REQUIRED ACTION: Return each line of the entries that holds the string "Clone".

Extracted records

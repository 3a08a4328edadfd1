//! Health artifact
//!
//! A small JSON file in the data directory reflecting directory linkage,
//! rewritten on every heartbeat outcome. External tooling watches this file
//! rather than polling the REST surface.

use std::path::{Path, PathBuf};

use chrono::{SecondsFormat, Utc};
use serde::{Deserialize, Serialize};

use crate::types::Result;

#[derive(Debug, Clone, Copy, PartialEq, Eq, Serialize, Deserialize)]
#[serde(rename_all = "snake_case")]
pub enum HealthStatus {
    Healthy,
    Degraded,
}

impl HealthStatus {
    pub fn as_str(&self) -> &'static str {
        match self {
            HealthStatus::Healthy => "healthy",
            HealthStatus::Degraded => "degraded",
        }
    }
}

#[derive(Debug, Clone, Serialize, Deserialize)]
pub struct HealthArtifact {
    pub status: HealthStatus,
    pub last_heartbeat_at: Option<String>,
    pub updated_at: String,
}

pub struct HealthFile {
    path: PathBuf,
}

impl HealthFile {
    pub fn new(path: impl Into<PathBuf>) -> Self {
        Self { path: path.into() }
    }

    pub fn write(&self, status: HealthStatus, last_heartbeat_at: Option<&str>) -> Result<()> {
        let artifact = HealthArtifact {
            status,
            last_heartbeat_at: last_heartbeat_at.map(String::from),
            updated_at: Utc::now().to_rfc3339_opts(SecondsFormat::Millis, true),
        };
        std::fs::write(&self.path, serde_json::to_vec_pretty(&artifact)?)?;
        Ok(())
    }

    pub fn path(&self) -> &Path {
        &self.path
    }
}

COMPLETED EXERCISE:
#[derive(Debug, Clone, Copy, PartialEq, Eq, Serialize, Deserialize)]
#[derive(Debug, Clone, Serialize, Deserialize)]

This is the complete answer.